PROBLEM TO WORK ON: Of the lines listed below, return exactly those that run from the line containing "ended the list" through the line containing "let condition = b & 0x80 == 0x80;", both included.

EXERCISE DATA:
━━━━
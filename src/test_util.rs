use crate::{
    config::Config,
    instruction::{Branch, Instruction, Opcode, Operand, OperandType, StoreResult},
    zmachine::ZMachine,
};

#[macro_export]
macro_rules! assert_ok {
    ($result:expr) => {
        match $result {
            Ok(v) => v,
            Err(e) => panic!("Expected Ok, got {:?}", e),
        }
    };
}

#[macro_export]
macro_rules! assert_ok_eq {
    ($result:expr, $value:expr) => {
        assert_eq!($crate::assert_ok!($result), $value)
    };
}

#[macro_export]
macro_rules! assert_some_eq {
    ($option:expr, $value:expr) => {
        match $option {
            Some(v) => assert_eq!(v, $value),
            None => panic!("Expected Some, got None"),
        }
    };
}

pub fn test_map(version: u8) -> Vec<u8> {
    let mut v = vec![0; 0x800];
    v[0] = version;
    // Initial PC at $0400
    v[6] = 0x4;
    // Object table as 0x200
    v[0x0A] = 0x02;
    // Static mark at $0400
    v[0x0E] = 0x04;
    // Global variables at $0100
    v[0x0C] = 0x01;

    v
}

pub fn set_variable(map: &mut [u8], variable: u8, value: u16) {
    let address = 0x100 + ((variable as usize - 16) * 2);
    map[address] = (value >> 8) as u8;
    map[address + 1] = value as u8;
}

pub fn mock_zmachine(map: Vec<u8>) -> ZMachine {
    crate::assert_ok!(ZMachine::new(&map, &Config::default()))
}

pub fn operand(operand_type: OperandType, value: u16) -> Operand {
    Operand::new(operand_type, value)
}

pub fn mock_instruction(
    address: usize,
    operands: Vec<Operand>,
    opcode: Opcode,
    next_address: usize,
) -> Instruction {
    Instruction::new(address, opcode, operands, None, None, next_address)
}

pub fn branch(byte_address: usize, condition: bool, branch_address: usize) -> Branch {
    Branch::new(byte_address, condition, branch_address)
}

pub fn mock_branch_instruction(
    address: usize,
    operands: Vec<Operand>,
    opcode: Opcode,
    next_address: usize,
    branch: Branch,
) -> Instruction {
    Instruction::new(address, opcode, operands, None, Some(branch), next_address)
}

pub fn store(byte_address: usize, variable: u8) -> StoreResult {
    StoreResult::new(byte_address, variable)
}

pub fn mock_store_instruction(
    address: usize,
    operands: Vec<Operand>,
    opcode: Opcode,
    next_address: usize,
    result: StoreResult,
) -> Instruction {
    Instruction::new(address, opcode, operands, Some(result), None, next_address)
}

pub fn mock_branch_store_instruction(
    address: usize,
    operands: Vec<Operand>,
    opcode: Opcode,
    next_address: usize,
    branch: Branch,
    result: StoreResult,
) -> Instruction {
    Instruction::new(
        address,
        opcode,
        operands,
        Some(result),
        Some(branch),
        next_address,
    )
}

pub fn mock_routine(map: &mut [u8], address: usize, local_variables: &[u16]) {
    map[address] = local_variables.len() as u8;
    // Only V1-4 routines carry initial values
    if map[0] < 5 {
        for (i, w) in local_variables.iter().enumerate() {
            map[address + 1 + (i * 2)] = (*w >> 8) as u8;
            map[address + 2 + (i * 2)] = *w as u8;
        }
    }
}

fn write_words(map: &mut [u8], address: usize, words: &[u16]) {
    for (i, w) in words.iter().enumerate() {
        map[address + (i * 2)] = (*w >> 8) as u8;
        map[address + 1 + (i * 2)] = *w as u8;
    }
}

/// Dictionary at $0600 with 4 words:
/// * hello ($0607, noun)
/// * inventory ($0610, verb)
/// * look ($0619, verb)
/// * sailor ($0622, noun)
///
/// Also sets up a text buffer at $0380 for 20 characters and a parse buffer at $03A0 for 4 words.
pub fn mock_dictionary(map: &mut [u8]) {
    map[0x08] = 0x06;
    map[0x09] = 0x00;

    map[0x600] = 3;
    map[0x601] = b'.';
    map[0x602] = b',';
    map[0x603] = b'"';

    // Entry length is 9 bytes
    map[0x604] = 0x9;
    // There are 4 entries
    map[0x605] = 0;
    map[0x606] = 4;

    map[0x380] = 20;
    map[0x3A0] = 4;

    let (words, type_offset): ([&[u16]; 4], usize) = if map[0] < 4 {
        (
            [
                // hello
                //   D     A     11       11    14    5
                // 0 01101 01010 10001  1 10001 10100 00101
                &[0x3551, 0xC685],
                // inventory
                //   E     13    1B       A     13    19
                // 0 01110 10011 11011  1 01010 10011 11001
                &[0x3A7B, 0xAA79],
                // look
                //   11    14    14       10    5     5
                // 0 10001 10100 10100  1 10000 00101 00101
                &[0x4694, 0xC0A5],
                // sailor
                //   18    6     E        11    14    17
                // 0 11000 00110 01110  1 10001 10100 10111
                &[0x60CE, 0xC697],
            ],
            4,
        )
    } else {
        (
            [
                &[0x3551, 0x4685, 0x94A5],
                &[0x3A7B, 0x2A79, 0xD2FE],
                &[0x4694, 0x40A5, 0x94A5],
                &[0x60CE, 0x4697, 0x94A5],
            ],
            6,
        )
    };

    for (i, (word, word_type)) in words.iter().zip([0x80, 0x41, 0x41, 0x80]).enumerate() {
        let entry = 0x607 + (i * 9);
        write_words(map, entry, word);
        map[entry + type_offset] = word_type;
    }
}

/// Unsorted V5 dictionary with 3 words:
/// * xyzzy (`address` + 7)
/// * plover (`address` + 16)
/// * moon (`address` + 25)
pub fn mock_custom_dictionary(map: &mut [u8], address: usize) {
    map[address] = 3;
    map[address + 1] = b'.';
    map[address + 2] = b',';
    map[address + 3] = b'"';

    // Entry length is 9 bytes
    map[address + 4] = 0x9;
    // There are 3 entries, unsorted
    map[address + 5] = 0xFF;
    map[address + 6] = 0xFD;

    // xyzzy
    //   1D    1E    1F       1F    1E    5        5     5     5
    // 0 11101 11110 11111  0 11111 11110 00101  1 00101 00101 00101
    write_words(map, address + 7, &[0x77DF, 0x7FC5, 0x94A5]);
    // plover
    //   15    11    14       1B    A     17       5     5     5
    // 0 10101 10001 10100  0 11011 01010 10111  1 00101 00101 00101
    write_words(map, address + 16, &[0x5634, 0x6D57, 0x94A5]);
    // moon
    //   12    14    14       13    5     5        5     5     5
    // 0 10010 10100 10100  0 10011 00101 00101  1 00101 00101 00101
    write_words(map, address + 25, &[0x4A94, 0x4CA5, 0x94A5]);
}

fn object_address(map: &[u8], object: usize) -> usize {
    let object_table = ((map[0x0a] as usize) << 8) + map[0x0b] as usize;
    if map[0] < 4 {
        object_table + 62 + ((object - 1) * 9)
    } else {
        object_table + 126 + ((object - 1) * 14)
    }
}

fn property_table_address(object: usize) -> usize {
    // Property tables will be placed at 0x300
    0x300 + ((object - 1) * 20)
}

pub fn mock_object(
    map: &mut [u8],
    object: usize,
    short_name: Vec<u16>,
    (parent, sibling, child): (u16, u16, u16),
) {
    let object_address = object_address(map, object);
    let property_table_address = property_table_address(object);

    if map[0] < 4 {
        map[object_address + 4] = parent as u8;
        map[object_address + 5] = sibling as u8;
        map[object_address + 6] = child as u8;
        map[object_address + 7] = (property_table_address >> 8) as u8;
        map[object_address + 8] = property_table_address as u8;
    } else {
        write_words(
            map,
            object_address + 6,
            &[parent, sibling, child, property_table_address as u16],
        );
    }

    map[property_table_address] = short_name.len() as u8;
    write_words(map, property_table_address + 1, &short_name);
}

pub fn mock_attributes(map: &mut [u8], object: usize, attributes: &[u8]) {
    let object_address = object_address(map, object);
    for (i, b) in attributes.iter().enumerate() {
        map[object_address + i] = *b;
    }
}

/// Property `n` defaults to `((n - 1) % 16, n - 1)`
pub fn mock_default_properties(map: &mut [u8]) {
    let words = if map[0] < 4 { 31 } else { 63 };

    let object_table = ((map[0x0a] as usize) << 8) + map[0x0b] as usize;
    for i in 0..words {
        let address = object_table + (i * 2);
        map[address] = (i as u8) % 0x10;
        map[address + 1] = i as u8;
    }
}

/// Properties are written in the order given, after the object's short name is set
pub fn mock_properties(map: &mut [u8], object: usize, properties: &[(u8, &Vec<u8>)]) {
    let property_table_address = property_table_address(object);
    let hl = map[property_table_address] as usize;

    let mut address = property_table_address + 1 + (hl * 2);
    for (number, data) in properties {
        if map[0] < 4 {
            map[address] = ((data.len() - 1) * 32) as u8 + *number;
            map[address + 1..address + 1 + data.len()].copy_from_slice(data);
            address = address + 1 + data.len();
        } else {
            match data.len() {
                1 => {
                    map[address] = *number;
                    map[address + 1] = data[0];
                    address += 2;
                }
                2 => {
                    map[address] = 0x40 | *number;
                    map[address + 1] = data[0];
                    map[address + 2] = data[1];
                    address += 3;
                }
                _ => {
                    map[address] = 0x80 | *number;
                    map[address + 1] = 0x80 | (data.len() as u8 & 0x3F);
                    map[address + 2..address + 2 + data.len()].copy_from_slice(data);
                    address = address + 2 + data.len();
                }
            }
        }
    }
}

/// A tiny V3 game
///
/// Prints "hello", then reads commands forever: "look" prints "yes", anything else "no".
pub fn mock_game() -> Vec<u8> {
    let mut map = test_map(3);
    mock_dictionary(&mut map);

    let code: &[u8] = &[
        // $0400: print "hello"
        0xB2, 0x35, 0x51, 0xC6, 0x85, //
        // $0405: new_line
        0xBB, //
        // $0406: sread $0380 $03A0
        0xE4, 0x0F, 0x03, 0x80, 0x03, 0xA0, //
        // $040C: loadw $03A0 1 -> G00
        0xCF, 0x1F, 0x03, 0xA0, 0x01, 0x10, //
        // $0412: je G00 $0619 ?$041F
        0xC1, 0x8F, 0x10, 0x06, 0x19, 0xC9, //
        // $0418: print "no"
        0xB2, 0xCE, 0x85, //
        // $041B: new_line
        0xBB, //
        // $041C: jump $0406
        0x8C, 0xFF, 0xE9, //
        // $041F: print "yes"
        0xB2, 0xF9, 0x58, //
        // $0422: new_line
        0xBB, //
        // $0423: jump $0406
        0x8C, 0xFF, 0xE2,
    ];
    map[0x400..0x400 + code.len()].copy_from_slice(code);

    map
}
━━━━
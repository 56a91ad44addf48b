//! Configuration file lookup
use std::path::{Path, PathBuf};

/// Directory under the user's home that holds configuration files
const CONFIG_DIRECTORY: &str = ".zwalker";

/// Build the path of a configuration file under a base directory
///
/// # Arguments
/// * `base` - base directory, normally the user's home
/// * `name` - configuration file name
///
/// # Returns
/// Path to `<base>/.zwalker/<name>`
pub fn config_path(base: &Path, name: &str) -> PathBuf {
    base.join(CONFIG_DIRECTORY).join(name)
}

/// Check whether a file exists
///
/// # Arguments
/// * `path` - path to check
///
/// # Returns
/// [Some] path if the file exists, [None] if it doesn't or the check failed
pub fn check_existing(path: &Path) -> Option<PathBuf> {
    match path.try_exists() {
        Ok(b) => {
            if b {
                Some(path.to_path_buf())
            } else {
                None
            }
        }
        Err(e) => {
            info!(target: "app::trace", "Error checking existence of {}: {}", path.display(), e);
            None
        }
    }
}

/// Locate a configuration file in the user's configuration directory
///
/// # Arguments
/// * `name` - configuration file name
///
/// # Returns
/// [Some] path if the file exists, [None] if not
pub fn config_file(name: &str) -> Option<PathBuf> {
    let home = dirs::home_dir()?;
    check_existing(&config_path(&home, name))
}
━━━━
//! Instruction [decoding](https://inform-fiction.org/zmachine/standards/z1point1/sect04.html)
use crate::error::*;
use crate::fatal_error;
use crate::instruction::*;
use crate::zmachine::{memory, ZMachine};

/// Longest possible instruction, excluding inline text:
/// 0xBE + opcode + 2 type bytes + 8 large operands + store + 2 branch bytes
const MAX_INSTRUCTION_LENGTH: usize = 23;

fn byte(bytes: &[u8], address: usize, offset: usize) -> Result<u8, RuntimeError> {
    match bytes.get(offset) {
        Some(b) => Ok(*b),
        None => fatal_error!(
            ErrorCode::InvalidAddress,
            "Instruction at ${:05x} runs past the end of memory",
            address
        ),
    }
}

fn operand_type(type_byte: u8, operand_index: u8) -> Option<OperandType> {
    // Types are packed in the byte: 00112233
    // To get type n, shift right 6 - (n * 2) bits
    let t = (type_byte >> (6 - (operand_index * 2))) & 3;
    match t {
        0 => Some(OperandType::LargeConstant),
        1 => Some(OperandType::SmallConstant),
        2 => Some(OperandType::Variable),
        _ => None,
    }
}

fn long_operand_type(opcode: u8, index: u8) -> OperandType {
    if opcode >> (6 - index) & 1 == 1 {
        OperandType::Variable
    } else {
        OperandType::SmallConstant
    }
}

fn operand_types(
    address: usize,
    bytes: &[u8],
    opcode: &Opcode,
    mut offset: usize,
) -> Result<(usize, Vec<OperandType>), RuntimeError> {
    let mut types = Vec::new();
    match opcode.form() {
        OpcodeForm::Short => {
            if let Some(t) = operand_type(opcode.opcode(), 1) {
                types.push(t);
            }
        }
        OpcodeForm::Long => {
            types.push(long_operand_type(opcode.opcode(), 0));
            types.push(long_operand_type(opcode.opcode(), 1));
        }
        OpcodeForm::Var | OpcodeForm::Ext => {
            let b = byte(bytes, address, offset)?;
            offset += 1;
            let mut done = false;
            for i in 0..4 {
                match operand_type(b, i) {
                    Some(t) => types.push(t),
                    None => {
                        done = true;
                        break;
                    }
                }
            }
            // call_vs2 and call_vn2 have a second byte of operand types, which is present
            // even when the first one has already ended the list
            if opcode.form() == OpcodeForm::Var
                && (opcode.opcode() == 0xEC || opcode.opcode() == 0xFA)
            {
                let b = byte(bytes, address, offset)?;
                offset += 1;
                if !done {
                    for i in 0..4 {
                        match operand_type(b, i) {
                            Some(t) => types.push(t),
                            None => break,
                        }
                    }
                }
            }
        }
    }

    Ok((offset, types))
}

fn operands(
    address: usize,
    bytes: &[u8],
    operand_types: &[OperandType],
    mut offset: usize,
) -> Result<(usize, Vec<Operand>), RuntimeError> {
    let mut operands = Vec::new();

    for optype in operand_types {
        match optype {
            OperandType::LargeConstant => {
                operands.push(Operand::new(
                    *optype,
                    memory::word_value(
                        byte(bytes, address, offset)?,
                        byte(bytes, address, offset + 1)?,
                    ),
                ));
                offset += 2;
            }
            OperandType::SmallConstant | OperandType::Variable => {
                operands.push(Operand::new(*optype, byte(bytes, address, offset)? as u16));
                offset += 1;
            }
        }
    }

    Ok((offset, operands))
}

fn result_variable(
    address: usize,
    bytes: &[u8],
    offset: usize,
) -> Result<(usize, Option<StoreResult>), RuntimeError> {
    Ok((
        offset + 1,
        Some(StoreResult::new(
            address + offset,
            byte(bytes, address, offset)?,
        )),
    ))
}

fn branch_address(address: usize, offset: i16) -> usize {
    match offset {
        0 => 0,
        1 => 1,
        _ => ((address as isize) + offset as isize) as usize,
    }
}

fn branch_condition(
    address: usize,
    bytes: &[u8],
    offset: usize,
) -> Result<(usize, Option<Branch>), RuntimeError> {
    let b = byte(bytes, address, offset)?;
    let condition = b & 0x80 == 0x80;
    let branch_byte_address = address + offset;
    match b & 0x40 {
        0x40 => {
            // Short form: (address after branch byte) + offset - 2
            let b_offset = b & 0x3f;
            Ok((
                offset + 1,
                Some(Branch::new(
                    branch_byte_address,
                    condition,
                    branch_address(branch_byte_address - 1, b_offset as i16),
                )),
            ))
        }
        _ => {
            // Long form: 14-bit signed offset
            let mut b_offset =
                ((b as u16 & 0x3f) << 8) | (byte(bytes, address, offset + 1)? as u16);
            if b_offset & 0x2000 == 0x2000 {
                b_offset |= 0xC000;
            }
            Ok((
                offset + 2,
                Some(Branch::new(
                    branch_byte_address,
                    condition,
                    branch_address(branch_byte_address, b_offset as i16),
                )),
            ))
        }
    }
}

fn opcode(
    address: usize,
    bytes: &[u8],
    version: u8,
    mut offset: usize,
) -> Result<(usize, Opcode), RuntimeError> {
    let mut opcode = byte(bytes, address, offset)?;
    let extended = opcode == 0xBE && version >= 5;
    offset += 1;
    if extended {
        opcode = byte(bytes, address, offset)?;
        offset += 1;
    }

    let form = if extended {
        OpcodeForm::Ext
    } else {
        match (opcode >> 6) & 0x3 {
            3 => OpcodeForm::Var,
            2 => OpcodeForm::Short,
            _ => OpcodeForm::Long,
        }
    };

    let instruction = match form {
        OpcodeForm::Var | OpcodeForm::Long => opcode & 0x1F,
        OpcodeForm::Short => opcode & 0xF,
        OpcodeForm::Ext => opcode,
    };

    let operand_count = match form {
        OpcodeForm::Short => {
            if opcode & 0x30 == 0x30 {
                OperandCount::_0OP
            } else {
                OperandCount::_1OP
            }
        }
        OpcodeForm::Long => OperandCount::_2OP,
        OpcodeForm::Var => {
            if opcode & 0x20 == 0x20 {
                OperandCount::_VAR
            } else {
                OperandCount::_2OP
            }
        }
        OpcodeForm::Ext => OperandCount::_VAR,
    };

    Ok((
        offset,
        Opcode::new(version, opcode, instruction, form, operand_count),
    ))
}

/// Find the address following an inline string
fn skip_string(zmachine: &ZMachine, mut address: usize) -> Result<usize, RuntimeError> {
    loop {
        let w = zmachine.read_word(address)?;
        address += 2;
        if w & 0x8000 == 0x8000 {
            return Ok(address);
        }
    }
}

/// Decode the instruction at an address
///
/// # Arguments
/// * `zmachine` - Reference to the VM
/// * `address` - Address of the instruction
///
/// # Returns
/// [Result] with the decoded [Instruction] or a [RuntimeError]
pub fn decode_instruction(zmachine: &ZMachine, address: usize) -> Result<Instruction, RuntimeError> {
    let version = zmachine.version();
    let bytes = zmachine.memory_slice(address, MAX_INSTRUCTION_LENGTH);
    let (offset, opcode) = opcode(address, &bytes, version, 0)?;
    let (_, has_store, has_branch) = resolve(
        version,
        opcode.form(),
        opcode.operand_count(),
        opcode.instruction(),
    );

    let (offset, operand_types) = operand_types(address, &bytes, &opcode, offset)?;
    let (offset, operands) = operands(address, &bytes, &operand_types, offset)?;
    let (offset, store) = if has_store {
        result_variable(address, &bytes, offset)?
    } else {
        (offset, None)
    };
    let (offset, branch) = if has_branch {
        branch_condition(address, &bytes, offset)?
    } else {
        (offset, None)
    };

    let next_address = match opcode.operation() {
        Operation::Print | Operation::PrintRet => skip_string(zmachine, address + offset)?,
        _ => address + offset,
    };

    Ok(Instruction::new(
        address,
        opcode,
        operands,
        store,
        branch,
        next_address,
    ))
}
━━━━
RESPONSE AREA:
            // even when the first one has already ended the list
            if opcode.form() == OpcodeForm::Var
                && (opcode.opcode() == 0xEC || opcode.opcode() == 0xFA)
            {
                let b = byte(bytes, address, offset)?;
                offset += 1;
                if !done {
                    for i in 0..4 {
                        match operand_type(b, i) {
                            Some(t) => types.push(t),
                            None => break,
                        }
                    }
                }
            }
        }
    }

    Ok((offset, types))
}

fn operands(
    address: usize,
    bytes: &[u8],
    operand_types: &[OperandType],
    mut offset: usize,
) -> Result<(usize, Vec<Operand>), RuntimeError> {
    let mut operands = Vec::new();

    for optype in operand_types {
        match optype {
            OperandType::LargeConstant => {
                operands.push(Operand::new(
                    *optype,
                    memory::word_value(
                        byte(bytes, address, offset)?,
                        byte(bytes, address, offset + 1)?,
                    ),
                ));
                offset += 2;
            }
            OperandType::SmallConstant | OperandType::Variable => {
                operands.push(Operand::new(*optype, byte(bytes, address, offset)? as u16));
                offset += 1;
            }
        }
    }

    Ok((offset, operands))
}

fn result_variable(
    address: usize,
    bytes: &[u8],
    offset: usize,
) -> Result<(usize, Option<StoreResult>), RuntimeError> {
    Ok((
        offset + 1,
        Some(StoreResult::new(
            address + offset,
            byte(bytes, address, offset)?,
        )),
    ))
}

fn branch_address(address: usize, offset: i16) -> usize {
    match offset {
        0 => 0,
        1 => 1,
        _ => ((address as isize) + offset as isize) as usize,
    }
}

fn branch_condition(
    address: usize,
    bytes: &[u8],
    offset: usize,
) -> Result<(usize, Option<Branch>), RuntimeError> {
    let b = byte(bytes, address, offset)?;
    let condition = b & 0x80 == 0x80;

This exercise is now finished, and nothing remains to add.